New Technology for Peace & Protection: Expanding the R2P Toolbox

Authors
Lloyd Axworthy and A. Walter Dorn
Abstract

New technological advances in digital information, algorithmic forensic data analysis, autonomous surveillance vehicles, advanced robotics, and multispectral sensors can help avert war, introduce more effective peacekeeping, lessen the impact of conflict on civilians, and help rebuild war-torn states. Lloyd Axworthy and A. Walter Dorn discuss that when such technologies clearly show that international humanitarian action is urgently needed, including the use of force as a last resort, then those same tools can be used to constrain harmful forms of intervention and ensure that enforcers are abiding by international law and UN guidance. It is an ethical failure when such technologies exist to save lives, reduce risks, and secure peace, but are not employed.

LLOYD AXWORTHY, a Foreign Honorary Member of the American Ƶ since 2003, is Chair of CUSO International. He served as Minister of Foreign Affairs in the Cabinet chaired by Canadian Prime Minister Jean Chrétien, and as President of the United Nations Security Council in 1999 and 2000. He was also President of the University of Winnipeg from 2004 to 2014. He is the author of Navigating a New World: Canada's Global Future (2003) and Liberals at the Border (2004).

A. WALTER DORN is Professor of Defense Studies at the Royal Military College of Canada and the Canadian Forces College.

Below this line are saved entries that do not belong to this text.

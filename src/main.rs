use std::{
    env,
    fs::File,
    io::{BufReader, BufWriter, Write},
    path::PathBuf,
};

use anyhow::{Context, Result, bail};
use env_logger::Builder;
use memsched::{
    Sim, SimConfig,
    core::LineWriter,
    sim::{ClockMode, parse_jobs, random_jobs},
};

const USAGE: &str = "\
usage: memsched <input> [output] [--memory N] [--cpu1-budget N] [--cpus N]
                [--short-quantum N] [--long-quantum N]
                [--carry-clocks] [--sort-arrival] [--drain]
       memsched --generate <count> [seed]";

enum Command {
    Run {
        input: PathBuf,
        output: PathBuf,
        config: SimConfig,
    },
    Generate {
        count: usize,
        seed: u64,
    },
}

fn main() -> Result<()> {
    Builder::from_default_env()
        .format(|buf, record| writeln!(buf, "{}", record.args()))
        .init();

    match parse_args(env::args().skip(1))? {
        Command::Generate { count, seed } => {
            for job in random_jobs(count, seed) {
                println!("{job}");
            }
            Ok(())
        }
        Command::Run {
            input,
            output,
            config,
        } => run(input, output, config),
    }
}

fn run(input: PathBuf, output: PathBuf, config: SimConfig) -> Result<()> {
    let reader = File::open(&input)
        .with_context(|| format!("Error opening input file {}", input.display()))?;
    let jobs = parse_jobs(BufReader::new(reader))
        .with_context(|| format!("Error reading {}", input.display()))?;

    let writer = File::create(&output)
        .with_context(|| format!("Error opening output file {}", output.display()))?;
    let mut sim = Sim::new(jobs, config, LineWriter::new(BufWriter::new(writer)))?;
    let outcome = sim.run()?;

    for pass in &outcome.passes {
        println!("{}", pass.summary_line(&sim.table));
    }
    for pass in &outcome.passes {
        let (Some(turnaround), Some(response)) = (
            pass.mean_turnaround(&sim.table),
            pass.mean_response(&sim.table),
        ) else {
            continue;
        };
        println!(
            "{} average turnaround {turnaround:.2} ticks, average response {response:.2} ticks",
            pass.kind.label().trim_end_matches(':'),
        );
    }
    if !outcome.waiting.is_empty() {
        println!("Still waiting: {}", outcome.waiting.join(", "));
    }

    sim.into_sink()
        .into_inner()
        .with_context(|| format!("Error writing {}", output.display()))?;
    Ok(())
}

fn parse_args(mut args: impl Iterator<Item = String>) -> Result<Command> {
    let mut positional = Vec::new();
    let mut config = SimConfig::default();

    while let Some(arg) = args.next() {
        match arg.as_str() {
            "--generate" => {
                let count = number(args.next(), "--generate")?;
                let seed = match args.next() {
                    Some(seed) => seed.parse().context("seed must be an integer")?,
                    None => 0,
                };
                return Ok(Command::Generate { count, seed });
            }
            "--memory" => config.total_memory = number(args.next(), "--memory")?,
            "--cpu1-budget" => config.primary_budget = number(args.next(), "--cpu1-budget")?,
            "--cpus" => config.num_cpus = number(args.next(), "--cpus")?,
            "--short-quantum" => config.short_quantum = number(args.next(), "--short-quantum")?,
            "--long-quantum" => config.long_quantum = number(args.next(), "--long-quantum")?,
            "--carry-clocks" => config.clock_mode = ClockMode::Carried,
            "--sort-arrival" => config.sort_by_arrival = true,
            "--drain" => config.drain_rejected = true,
            "-h" | "--help" => bail!("{USAGE}"),
            flag if flag.starts_with("--") => bail!("unknown flag {flag}\n{USAGE}"),
            _ => positional.push(PathBuf::from(&arg)),
        }
    }

    let mut positional = positional.into_iter();
    let Some(input) = positional.next() else {
        bail!("{USAGE}");
    };
    let output = positional
        .next()
        .unwrap_or_else(|| PathBuf::from("output.txt"));
    if positional.next().is_some() {
        bail!("too many arguments\n{USAGE}");
    }

    Ok(Command::Run {
        input,
        output,
        config,
    })
}

fn number<N: std::str::FromStr>(value: Option<String>, flag: &str) -> Result<N> {
    let Some(value) = value else {
        bail!("{flag} needs a value");
    };
    value
        .parse()
        .map_err(|_| anyhow::anyhow!("{flag} expects a non-negative integer, got {value:?}"))
}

He has served as a consultant to the United Nations and with the UN's Panel of Experts on Technology and Innovation in UN Peacekeeping. He is the author of Air Power in UN Operations: Wings for Peace (2014) and Keeping Watch: Monitoring, Technology and Innovation in UN Peace Operations (2011), and editor of World Order for a New Millennium: Political, Cultural and Spiritual Approaches to Building Peace (1999).

One of the key challenges for the international community is to apply new technology under effective international authority to support peace. Fortunately, as will be shown, institutional reform is emerging to enable new peace strategies and new un applications for the preventative, proactive, and protective use of new technologies. Another very promising development is the increasing technological capacity of local populations to provide for their own protection. The Norwegian Centre for Humanitarian Studies rightly asserts:

Affected populations are the primary responders in disasters and conflict zones, and actively use information technology to self-organize, spread information about their condition, call for aid, communicate with humanitarian actors, and demand accountability. New technologies also have the potential to put responders at the center of the entire life cycle of humanitarian action.1

Exciting prospects lie in advancing population-centric early-warning systems to enhance prevention through the quantum leap in information technology, big data collection, and analysis. These can substantially improve the ability to anticipate looming issues and enable those directly affected to become involved in a preventative response. .  .  .

Endnotes

  • 1Kristin Bergtora Sandvik, Christopher Wilson, and John Karlsrud, “A Humanitarian Technology Policy Agenda for 2016,” Norwegian Centre for Humanitarian Studies, .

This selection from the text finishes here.